**Problem statement**
Anywhere the string "resolver" shows up in the listing below, copy the line it is in.

**Material to process**
- - -

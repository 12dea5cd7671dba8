//! Record authentication: the EUR -> MSCA -> VU certificate chain and
//! the per-record data signatures.
//!
//! Authentication is soft-fail. Every record in the file is attempted,
//! each receives an `Authentication` outcome, and one joined error
//! listing every failing record is returned at the end, so callers can
//! inspect partially trustworthy content without retrying.

pub mod certificate;
pub mod ecdsa;
pub mod resolver;
pub mod rsa;

use tracing::debug;

use crate::error::{Result, TachoError};
use crate::vu::auth::ecdsa::Curve;
use crate::vu::auth::resolver::{CertificateResolver, RootCertificate};
use crate::vu::auth::rsa::RsaPublicKey;
use crate::vu::raw::{RawFile, RawRecord};
use crate::vu::record_array::{header_at, RecordArrayType, RECORD_ARRAY_HEADER_SIZE};
use crate::vu::sizer::CERTIFICATE_GEN1_SIZE;
use crate::vu::transfer::{Generation, TransferType};

#[derive(Debug, Clone, Copy, PartialEq, Eq)]
pub enum AuthenticationStatus {
    Verified,
    CertificateVerificationFailed,
    DataSignatureInvalid,
}

#[derive(Debug, Clone, Copy, PartialEq, Eq)]
pub enum SignatureAlgorithm {
    RsaSha1,
    EcdsaSha256,
    EcdsaSha384,
    EcdsaSha512,
}

impl SignatureAlgorithm {
    fn for_curve(curve: Curve) -> SignatureAlgorithm {
        match curve {
            Curve::NistP256 | Curve::BrainpoolP256R1 => SignatureAlgorithm::EcdsaSha256,
            Curve::NistP384 | Curve::BrainpoolP384R1 => SignatureAlgorithm::EcdsaSha384,
            Curve::NistP521 | Curve::BrainpoolP512R1 => SignatureAlgorithm::EcdsaSha512,
        }
    }
}

/// Per-record authentication outcome, attached to the raw record.
#[derive(Debug, Clone, PartialEq)]
pub struct Authentication {
    pub status: AuthenticationStatus,
    pub signature_algorithm: Option<SignatureAlgorithm>,
    /// Human-readable reason when the status is not `Verified`.
    pub detail: Option<String>,
}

- - -

**Response**
pub mod resolver;
use crate::vu::auth::resolver::{CertificateResolver, RootCertificate};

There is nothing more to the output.